Noun Phrase and Verb Phrase Ellipsis in Dutch: Identifying Subject-Verb Dependencies with BERTje
Abstract
Previous research has set out to quantify the syntactic capacity of BERTje (the Dutch equivalent of BERT) in the context of phenomena such as control verb nesting and verb raising in Dutch. Another complex language phenomenon is ellipsis, where a constituent is omitted from a sentence and can be recovered using context. Like verb raising and control verb nesting, ellipsis is suitable for evaluating BERTje’s linguistic capacity since it requires the processing of syntactic and lexical cues to recover the elided phrases. This work outlines an approach to identify subject-verb dependencies in Dutch sentences with verb phrase and noun phrase ellipsis using BERTje. Results will inform about BERTje’s capability of capturing syntactic information and its ability to capture ellipsis in particular. Understanding more about how computational models process ellipsis and how it can be improved is crucial for boosting the performance of language models, as natural language contains many instances of ellipsis.
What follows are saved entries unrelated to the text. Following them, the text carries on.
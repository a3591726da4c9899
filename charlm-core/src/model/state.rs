use super::distribution::Distribution;

/// Transition counts observed after one history during training.
///
/// A `State` corresponds to a fixed `order`-character history (`key`)
/// and stores how many times each next character followed it.
///
/// ## Responsibilities:
/// - Accumulate transition occurrences during learning
/// - Merge with another state having the same key (parallel learning)
/// - Normalize into a `Distribution` once learning is over
///
/// ## Invariants
/// - All transitions belong to the same `key`
/// - Each transition occurrence count is strictly positive
/// - Transitions keep the order of their first observation
#[derive(Clone, Debug)]
pub(crate) struct State {
	/// Identifier of the state (history of `order` characters).
	key: String,
	/// Outgoing transitions with their number of observations.
	/// Example: [('e', 42), ('a', 3)]
	transitions: Vec<(char, usize)>,
}

impl State {
	/// Creates a new empty state for the given history.
	pub(crate) fn new(key: &str) -> Self {
		Self {
			key: key.to_owned(),
			transitions: Vec::new(),
		}
	}

	/// Records `occurrence` observations of a transition toward `next_char`.
	///
	/// New characters are appended after the ones already seen.
	pub(crate) fn add_transition(&mut self, next_char: char, occurrence: usize) {
		match self.transitions.iter_mut().find(|(c, _)| *c == next_char) {
			Some((_, count)) => *count += occurrence,
			None => self.transitions.push((next_char, occurrence)),
		}
	}

	/// Merges another state for the same history into this one.
	///
	/// Counts are summed; characters unseen here are appended in the
	/// order `other` first observed them.
	pub(crate) fn merge(&mut self, other: State) {
		debug_assert_eq!(self.key, other.key);
		for (next_char, occurrence) in other.transitions {
			self.add_transition(next_char, occurrence);
		}
	}

	/// Converts the accumulated counts into probabilities.
	pub(crate) fn normalize(&self) -> Distribution {
		Distribution::from_counts(&self.transitions)
	}
}
use std::fs;
use std::path::Path;

use log::{info, warn};

use serde::{Deserialize, Serialize};

use super::charlm::CharLm;
use super::config::ModelConfig;
use crate::error::Result;
use crate::io::{build_cache_path, read_lines};

/// Cached model along with the name of the corpus it was trained on.
#[derive(Serialize, Deserialize)]
struct CacheEntry {
	corpus: String,
	model: CharLm,
}

/// Serializes a model with `postcard` and writes it to `path`.
pub fn save<P: AsRef<Path>>(model: &CharLm, path: P) -> Result<()> {
	let bytes = postcard::to_stdvec(model)?;
	fs::write(path, bytes)?;
	Ok(())
}

/// Reads a model previously written by `save`.
pub fn load<P: AsRef<Path>>(path: P) -> Result<CharLm> {
	let bytes = fs::read(path)?;
	Ok(postcard::from_bytes(&bytes)?)
}

fn read_cache(path: &Path) -> Result<CacheEntry> {
	let bytes = fs::read(path)?;
	Ok(postcard::from_bytes(&bytes)?)
}

fn write_cache(path: &Path, entry: &CacheEntry) -> Result<()> {
	let bytes = postcard::to_stdvec(entry)?;
	fs::write(path, bytes)?;
	Ok(())
}

/// Loads the cached model of a corpus, training it first if needed.
///
/// - The cache lives next to the corpus (`<stem>.o<order>.bin`).
/// - The cache records the corpus file name; a cache written for another
///   corpus, holding another order or sentinel, or failing to decode is
///   ignored and overwritten.
/// - Training reads the whole corpus and uses `CharLm::train_parallel`.
pub fn load_or_train<P: AsRef<Path>>(corpus_path: P, config: &ModelConfig) -> Result<CharLm> {
	config.validate()?;
	let corpus_path = corpus_path.as_ref();
	let cache_path = build_cache_path(corpus_path, config.order)?;
	let corpus = corpus_path
		.file_name()
		.map(|name| name.to_string_lossy().to_string())
		.unwrap_or_default();

	if cache_path.exists() {
		match read_cache(&cache_path) {
			Ok(entry)
				if entry.corpus == corpus
					&& entry.model.order() == config.order
					&& entry.model.sentinel() == config.sentinel =>
			{
				info!("loaded cached model {}", cache_path.display());
				return Ok(entry.model);
			}
			Ok(_) => warn!("cached model {} does not match corpus or config, retraining", cache_path.display()),
			Err(e) => warn!("failed to read cached model {}: {e}, retraining", cache_path.display()),
		}
	}

	let lines = read_lines(corpus_path)?;
	let model = CharLm::train_parallel(&lines, config.order, config.sentinel)?;
	let entry = CacheEntry { corpus, model };
	write_cache(&cache_path, &entry)?;
	info!(
		"trained {} ({} histories), cached to {}",
		corpus_path.display(),
		entry.model.len(),
		cache_path.display()
	);

	Ok(entry.model)
}
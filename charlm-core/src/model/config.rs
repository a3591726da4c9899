use rand::SeedableRng;
use rand::rngs::StdRng;

use serde::{Deserialize, Serialize};

use super::trainer::SUBSTITUTE_CHAR;
use crate::error::{CharLmError, Result};

/// Default boundary character.
pub const DEFAULT_SENTINEL: char = '~';

/// Default history length.
pub const DEFAULT_ORDER: usize = 4;

/// Default number of characters produced per generation call.
pub const DEFAULT_N_LETTERS: usize = 1000;

/// Construction parameters of a model.
///
/// # Invariants (checked by `validate`)
/// - `order >= 1`
/// - `sentinel` differs from the substitute character `-`
#[derive(Serialize, Deserialize, Clone, Copy, Debug, PartialEq)]
#[serde(default)]
pub struct ModelConfig {
	/// Number of preceding characters used as context.
	pub order: usize,

	/// Character reserved to mark line boundaries.
	pub sentinel: char,
}

impl Default for ModelConfig {
	fn default() -> Self {
		Self {
			order: DEFAULT_ORDER,
			sentinel: DEFAULT_SENTINEL,
		}
	}
}

impl ModelConfig {
	/// Creates a validated configuration.
	pub fn new(order: usize, sentinel: char) -> Result<Self> {
		let config = Self { order, sentinel };
		config.validate()?;
		Ok(config)
	}

	/// Checks the construction invariants.
	///
	/// # Errors
	/// - `InvalidOrder` if `order == 0`
	/// - `InvalidSentinel` if `sentinel == '-'`
	pub fn validate(&self) -> Result<()> {
		if self.order == 0 {
			return Err(CharLmError::InvalidOrder(self.order));
		}
		if self.sentinel == SUBSTITUTE_CHAR {
			return Err(CharLmError::InvalidSentinel(self.sentinel));
		}
		Ok(())
	}
}

/// Parameters of one generation call.
#[derive(Serialize, Deserialize, Clone, Copy, Debug, PartialEq)]
#[serde(default)]
pub struct GenerationInput {
	/// Number of characters to sample (before sentinel runs become line breaks).
	pub n_letters: usize,

	/// Optional seed for a reproducible run. `None` seeds from the OS.
	pub seed: Option<u64>,
}

impl Default for GenerationInput {
	fn default() -> Self {
		Self {
			n_letters: DEFAULT_N_LETTERS,
			seed: None,
		}
	}
}

impl GenerationInput {
	/// Builds the random source for this run.
	pub fn rng(&self) -> StdRng {
		match self.seed {
			Some(seed) => StdRng::seed_from_u64(seed),
			None => StdRng::from_os_rng(),
		}
	}
}
//! Character-level Markov model: training, sampling and generation.
//!
//! - Fixed-order models (`CharLm`) and their trainer (`Trainer`)
//! - Per-history next-character distributions (`Distribution`)
//! - The sliding-window generation loop (`Generator`)
//! - Persistence (`store`) and named model collections (`ModelCatalog`)

/// Trained model: the immutable history → distribution table.
pub mod charlm;

/// Normalized next-character distribution and its weighted sampler.
pub mod distribution;

/// Line cleaning, padding and window counting.
///
/// Supports a single sequential pass and a chunked multi-threaded pass.
pub mod trainer;

/// Internal transition counts for one history.
///
/// This module is not exposed publicly.
mod state;

/// Generation loop over a trained model.
pub mod generator;

/// Model and generation parameters.
pub mod config;

/// Postcard serialization and corpus → model caching.
pub mod store;

/// Named collection of models loaded from a directory of corpora.
pub mod catalog;
//! # Event Publisher
//!
//! Defines the publishing side of the event bus.

use crate::events::{EventQuery, NodeEvent};
use crate::subscriber::{Delivery, Subscription, SubscriptionError};
use crate::DEFAULT_CHANNEL_CAPACITY;
use async_trait::async_trait;
use std::collections::HashMap;
use std::sync::atomic::{AtomicU64, Ordering};
use std::sync::RwLock;
use tokio::sync::{mpsc, oneshot};
use tracing::{debug, warn};
use uuid::Uuid;

/// Trait for publishing events to the bus.
#[async_trait]
pub trait EventPublisher: Send + Sync {
    /// Publish an event to the bus.
    ///
    /// # Returns
    ///
    /// The number of subscriptions that received the event.
    async fn publish(&self, event: NodeEvent) -> usize;

    /// Get the total number of events published.
    fn events_published(&self) -> u64;
}

/// One registered subscription, as seen from the bus.
struct Slot {
    id: Uuid,
    query: EventQuery,
    sender: mpsc::Sender<Delivery>,
    unbuffered: bool,
}

/// In-memory implementation of the event bus.
///
/// Subscriptions are grouped under a subscriber name so a service can drop
/// all of them at once with [`InMemoryEventBus::unsubscribe_all`].
///
/// Unbuffered subscriptions make `publish` wait until the subscriber has
/// taken the event, so a slow subscriber throttles the publisher instead of
/// losing events.
pub struct InMemoryEventBus {
    /// Subscriptions by subscriber name.
    subscribers: RwLock<HashMap<String, Vec<Slot>>>,

    /// Total events published.
    events_published: AtomicU64,
}

impl InMemoryEventBus {
    /// Create a new in-memory event bus.
    #[must_use]
    pub fn new() -> Self {
        Self {
            subscribers: RwLock::new(HashMap::new()),
            events_published: AtomicU64::new(0),
        }
    }

    /// Subscribe with a buffer of `DEFAULT_CHANNEL_CAPACITY` events.
    #[must_use]
    pub fn subscribe(&self, subscriber: &str, query: EventQuery) -> Subscription {
        self.subscribe_with_capacity(subscriber, query, DEFAULT_CHANNEL_CAPACITY)
    }

    /// Subscribe with a buffer of `capacity` events.
    ///
    /// When the buffer is full, `publish` waits for room.
    #[must_use]
    pub fn subscribe_with_capacity(
        &self,
        subscriber: &str,
        query: EventQuery,
        capacity: usize,
    ) -> Subscription {
        self.register(subscriber, query, capacity.max(1), false)
    }

    /// Subscribe without buffering: every `publish` blocks until this
    /// subscription has received the event.
    #[must_use]
    pub fn subscribe_unbuffered(&self, subscriber: &str, query: EventQuery) -> Subscription {
        self.register(subscriber, query, 1, true)
    }

    fn register(
        &self,
        subscriber: &str,
        query: EventQuery,
        capacity: usize,
        unbuffered: bool,
    ) -> Subscription {
        let (sender, receiver) = mpsc::channel(capacity);
        let id = Uuid::new_v4();

        if let Ok(mut subs) = self.subscribers.write() {
            subs.entry(subscriber.to_string()).or_default().push(Slot {
                id,
                query,
                sender,
                unbuffered,
            });
        }

        debug!(subscriber, query = ?query, unbuffered, "New subscription created");

        Subscription::new(id, subscriber.to_string(), query, receiver)
    }

    /// Remove every subscription registered under `subscriber`.
    ///
    /// Their streams end once any in-flight delivery completes.
    ///
    /// # Returns
    ///
    /// The number of subscriptions removed.
    pub fn unsubscribe_all(&self, subscriber: &str) -> Result<usize, SubscriptionError> {
        let removed = self
            .subscribers
            .write()
            .ok()
            .and_then(|mut subs| subs.remove(subscriber))
            .map(|slots| slots.len())
            .ok_or_else(|| SubscriptionError::NotSubscribed(subscriber.to_string()))?;

        debug!(subscriber, removed, "Subscriber removed from bus");
        Ok(removed)
    }

    /// Get the number of active subscriptions.
    #[must_use]
    pub fn subscriber_count(&self) -> usize {
        self.subscribers
            .read()
            .map(|subs| subs.values().map(Vec::len).sum())
            .unwrap_or(0)
    }

    /// Check whether `subscriber` has at least one subscription.
    #[must_use]
    pub fn is_subscribed(&self, subscriber: &str) -> bool {
        self.subscribers
            .read()
            .map(|subs| subs.contains_key(subscriber))
            .unwrap_or(false)
    }

    fn targets(&self, event: &NodeEvent) -> Vec<(Uuid, mpsc::Sender<Delivery>, bool)> {
        let Ok(subs) = self.subscribers.read() else {
            return Vec::new();
        };
        subs.values()
            .flatten()
            .filter(|slot| slot.query.matches(event))
            .map(|slot| (slot.id, slot.sender.clone(), slot.unbuffered))
            .collect()
    }

    fn prune(&self, closed: &[Uuid]) {
        if closed.is_empty() {
            return;
        }
        if let Ok(mut subs) = self.subscribers.write() {
            for slots in subs.values_mut() {
                slots.retain(|slot| !closed.contains(&slot.id));
            }
            subs.retain(|_, slots| !slots.is_empty());
        }
    }
}

impl Default for InMemoryEventBus {
    fn default() -> Self {
        Self::new()
    }
}

#[async_trait]
impl EventPublisher for InMemoryEventBus {
    async fn publish(&self, event: NodeEvent) -> usize {
        let query = event.query();
        self.events_published.fetch_add(1, Ordering::Relaxed);

        let mut delivered = 0;
        let mut closed = Vec::new();

        for (id, sender, unbuffered) in self.targets(&event) {
            let (ack, received) = if unbuffered {
                let (tx, rx) = oneshot::channel();
                (Some(tx), Some(rx))
            } else {
                (None, None)
            };

            let delivery = Delivery {
                event: event.clone(),
                ack,
            };
            if sender.send(delivery).await.is_err() {
                closed.push(id);
                continue;
            }
            if let Some(received) = received {
                if received.await.is_err() {
                    // Receiver dropped with the event still queued.
                    closed.push(id);
                    continue;
                }
            }
            delivered += 1;
        }

        self.prune(&closed);

        if delivered == 0 {
            warn!(query = ?query, "Event dropped (no receivers)");
        } else {
            debug!(query = ?query, receivers = delivered, "Event published");
        }
        delivered
    }

    fn events_published(&self) -> u64 {
        self.events_published.load(Ordering::Relaxed)
    }
}

#[cfg(test)]
mod tests {
    use super::*;
    use shared_types::entities::{BlockHeader, EventDataNewBlockHeader};

    fn header() -> NodeEvent {
        NodeEvent::NewBlockHeader(EventDataNewBlockHeader {
            header: BlockHeader::new("test", 1, 0),
        })
    }

    #[tokio::test]
    async fn test_publish_no_subscribers() {
        let bus = InMemoryEventBus::new();

        let receivers = bus.publish(header()).await;
        assert_eq!(receivers, 0);
        assert_eq!(bus.events_published(), 1);
    }

    #[tokio::test]
    async fn test_publish_with_subscriber() {
        let bus = InMemoryEventBus::new();
        let _sub = bus.subscribe("a", EventQuery::All);

        let receivers = bus.publish(header()).await;

        assert_eq!(receivers, 1);
        assert_eq!(bus.subscriber_count(), 1);
    }

    #[tokio::test]
    async fn test_multiple_subscribers_filtered_by_query() {
        let bus = InMemoryEventBus::new();

        let _sub1 = bus.subscribe("a", EventQuery::All);
        let _sub2 = bus.subscribe("b", EventQuery::NewBlockHeader);
        let _sub3 = bus.subscribe("b", EventQuery::Tx);

        let receivers = bus.publish(header()).await;

        assert_eq!(receivers, 2);
        assert_eq!(bus.subscriber_count(), 3);
    }

    #[tokio::test]
    async fn test_unsubscribe_all_removes_every_subscription_of_subscriber() {
        let bus = InMemoryEventBus::new();
        let _h = bus.subscribe_unbuffered("svc", EventQuery::NewBlockHeader);
        let _t = bus.subscribe_unbuffered("svc", EventQuery::Tx);
        let _o = bus.subscribe("other", EventQuery::All);

        assert_eq!(bus.unsubscribe_all("svc"), Ok(2));
        assert!(!bus.is_subscribed("svc"));
        assert!(bus.is_subscribed("other"));
        assert_eq!(bus.subscriber_count(), 1);
    }

    #[test]
    fn test_unsubscribe_unknown_subscriber() {
        let bus = InMemoryEventBus::new();
        assert_eq!(
            bus.unsubscribe_all("ghost"),
            Err(SubscriptionError::NotSubscribed("ghost".to_string()))
        );
    }

    #[tokio::test]
    async fn test_dropped_subscription_is_pruned() {
        let bus = InMemoryEventBus::new();
        {
            let _sub = bus.subscribe("gone", EventQuery::All);
        }

        let receivers = bus.publish(header()).await;
        assert_eq!(receivers, 0);
        assert_eq!(bus.subscriber_count(), 0);
    }

    #[test]
    fn test_default_bus() {
        let bus = InMemoryEventBus::default();
        assert_eq!(bus.subscriber_count(), 0);
        assert_eq!(bus.events_published(), 0);
    }
}
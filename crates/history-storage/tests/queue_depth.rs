//! # Queue Depth Gauge
//!
//! `QUEUE_DEPTH` is process-global, so this binary holds a single test and
//! nothing else moves the gauge.

use history_storage::{EventBridge, TransactionDispatcher};
use history_telemetry::QUEUE_DEPTH;
use shared_bus::{EventPublisher, EventQuery, InMemoryEventBus, NodeEvent};
use shared_types::{BlockHeader, EventDataNewBlockHeader, EventDataTx};
use std::sync::Arc;
use std::time::Duration;
use tokio::sync::mpsc;
use tokio::time::{sleep, timeout};

fn header(height: i64, num_txs: i64) -> NodeEvent {
    NodeEvent::NewBlockHeader(EventDataNewBlockHeader {
        header: BlockHeader::new("depth-test", height, num_txs),
    })
}

fn untagged(height: i64, index: u32) -> NodeEvent {
    NodeEvent::Tx(EventDataTx::new(height, index, vec![index as u8], vec![]))
}

async fn wait_for_depth(expected: i64) {
    timeout(Duration::from_secs(5), async {
        while QUEUE_DEPTH.get() != expected {
            sleep(Duration::from_millis(5)).await;
        }
    })
    .await
    .unwrap_or_else(|_| panic!("depth stuck at {}, wanted {expected}", QUEUE_DEPTH.get()));
}

#[tokio::test]
async fn test_depth_tracks_queued_events_and_survives_abort() {
    let bus = Arc::new(InMemoryEventBus::new());
    let headers = bus.subscribe_unbuffered("depth", EventQuery::NewBlockHeader);
    let txs = bus.subscribe_unbuffered("depth", EventQuery::Tx);
    let (queue, rx) = mpsc::channel(2);
    let bridge = tokio::spawn(EventBridge::new(headers, txs, queue).run());

    bus.publish(header(1, 3)).await;
    bus.publish(untagged(1, 0)).await;
    bus.publish(untagged(1, 1)).await;
    wait_for_depth(2).await;

    // Queue is full: the bridge now holds the third event in a pending send.
    bus.publish(untagged(1, 2)).await;
    wait_for_depth(3).await;

    bridge.abort();
    assert!(bridge.await.unwrap_err().is_cancelled());
    assert_eq!(QUEUE_DEPTH.get(), 2);

    let dispatcher = tokio::spawn(TransactionDispatcher::new(None).run(rx));
    timeout(Duration::from_secs(5), dispatcher)
        .await
        .expect("dispatcher did not exit")
        .unwrap();
    assert_eq!(QUEUE_DEPTH.get(), 0);
}
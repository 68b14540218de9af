//! # Event Bridge
//!
//! Correlates block headers with the transaction events of their block and
//! feeds the transactions, in commit order, into the dispatcher queue.
//!
//! ```text
//! AwaitingHeader ──header(num_txs > 0)──→ DrainingTxs { remaining: num_txs }
//!       ↑                                         │
//!       └──────────── last tx forwarded ──────────┘
//! ```
//!
//! Both subscriptions are unbuffered and the queue is bounded, so a full
//! queue stalls the bridge, which stalls the publisher.

use history_telemetry::{log_event, metric_inc, EVENTS_RECEIVED, QUEUE_DEPTH};
use shared_bus::{NodeEvent, Subscription};
use shared_types::EventDataTx;
use tokio::sync::mpsc;
use tracing::{debug, warn};

use crate::LOG_MODULE;

#[derive(Debug, Clone, Copy, PartialEq, Eq)]
pub enum BridgeState {
    AwaitingHeader,
    DrainingTxs { height: i64, remaining: i64 },
}

pub struct EventBridge {
    headers: Subscription,
    txs: Subscription,
    queue: mpsc::Sender<EventDataTx>,
    state: BridgeState,
}

impl EventBridge {
    pub fn new(headers: Subscription, txs: Subscription, queue: mpsc::Sender<EventDataTx>) -> Self {
        Self {
            headers,
            txs,
            queue,
            state: BridgeState::AwaitingHeader,
        }
    }

    pub fn state(&self) -> BridgeState {
        self.state
    }

    /// Run until a subscription ends or the queue consumer is gone.
    pub async fn run(mut self) {
        log_event!(info, LOG_MODULE, "Event bridge started");
        while self.step().await {}
        log_event!(info, LOG_MODULE, "Event bridge stopped", state = ?self.state);
    }

    /// Perform one transition. Returns `false` once the bridge must stop.
    pub async fn step(&mut self) -> bool {
        match self.state {
            BridgeState::AwaitingHeader => match self.headers.recv().await {
                Some(NodeEvent::NewBlockHeader(data)) => {
                    metric_inc!(EVENTS_RECEIVED, &["header"]);
                    let header = data.header;
                    debug!(
                        module = LOG_MODULE,
                        height = header.height,
                        num_txs = header.num_txs,
                        "Block header received"
                    );
                    if header.num_txs > 0 {
                        self.state = BridgeState::DrainingTxs {
                            height: header.height,
                            remaining: header.num_txs,
                        };
                    }
                    true
                }
                Some(_) => true,
                None => false,
            },
            BridgeState::DrainingTxs { height, remaining } => match self.txs.recv().await {
                Some(NodeEvent::Tx(tx)) => {
                    metric_inc!(EVENTS_RECEIVED, &["tx"]);
                    if tx.height != height {
                        warn!(
                            module = LOG_MODULE,
                            expected = height,
                            actual = tx.height,
                            index = tx.index,
                            "Transaction event outside the current block"
                        );
                    }
                    let slot = DepthReservation::take();
                    if self.queue.send(tx).await.is_err() {
                        warn!(module = LOG_MODULE, "Transaction queue closed");
                        return false;
                    }
                    slot.commit();
                    self.state = if remaining > 1 {
                        BridgeState::DrainingTxs {
                            height,
                            remaining: remaining - 1,
                        }
                    } else {
                        BridgeState::AwaitingHeader
                    };
                    true
                }
                Some(_) => true,
                None => false,
            },
        }
    }
}

/// One unit of `QUEUE_DEPTH` held while a send is pending. Released on
/// drop unless the event made it into the queue; the dispatcher releases
/// committed units on receive.
struct DepthReservation;

impl DepthReservation {
    fn take() -> Self {
        QUEUE_DEPTH.inc();
        Self
    }

    fn commit(self) {
        std::mem::forget(self);
    }
}

impl Drop for DepthReservation {
    fn drop(&mut self) {
        QUEUE_DEPTH.dec();
    }
}
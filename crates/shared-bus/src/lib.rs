//! # Shared Bus - Node Event Bus
//!
//! In-process publish/subscribe bus carrying block and transaction lifecycle
//! notifications from consensus to the services attached to the node.
//!
//! ```text
//! ┌──────────────┐                    ┌──────────────────┐
//! │  Consensus   │                    │ Attached service │
//! │              │    publish()       │                  │
//! │              │ ──────┐            │                  │
//! └──────────────┘       │            └──────────────────┘
//!                        ▼                    ↑
//!                  ┌──────────────┐          │
//!                  │  Event Bus   │          │
//!                  │              │ ─────────┘
//!                  └──────────────┘  subscribe_unbuffered()
//! ```
//!
//! ## Delivery Modes
//!
//! - **Unbuffered:** `publish` waits until the subscriber has received the
//!   event. A slow subscriber back-pressures the publisher.
//! - **Buffered:** events queue up to the subscription's capacity.
//!
//! Subscriptions are owned by a subscriber name; `unsubscribe_all` removes
//! all of them and ends their streams.

#![allow(clippy::missing_const_for_fn)]
#![cfg_attr(test, allow(clippy::unwrap_used))]
#![cfg_attr(test, allow(clippy::expect_used))]

pub mod events;
pub mod publisher;
pub mod subscriber;

pub use events::{EventQuery, NodeEvent};
pub use publisher::{EventPublisher, InMemoryEventBus};
pub use subscriber::{Subscription, SubscriptionError};

/// Buffer size for buffered subscriptions.
pub const DEFAULT_CHANNEL_CAPACITY: usize = 1000;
Using training data from Lassy, converted to contextualized embeddings using BERTje, a probe model is trained to identify subject-verb dependencies. The model is tested on sentences generated using a Context Free Grammar (CFG), which is designed to generate sentences containing ellipsis. These sentences are also converted to contextualized representations using BERTje. Results show that BERTje’s syntactic abilities are lacking, shown by accuracy drops compared to baseline measures.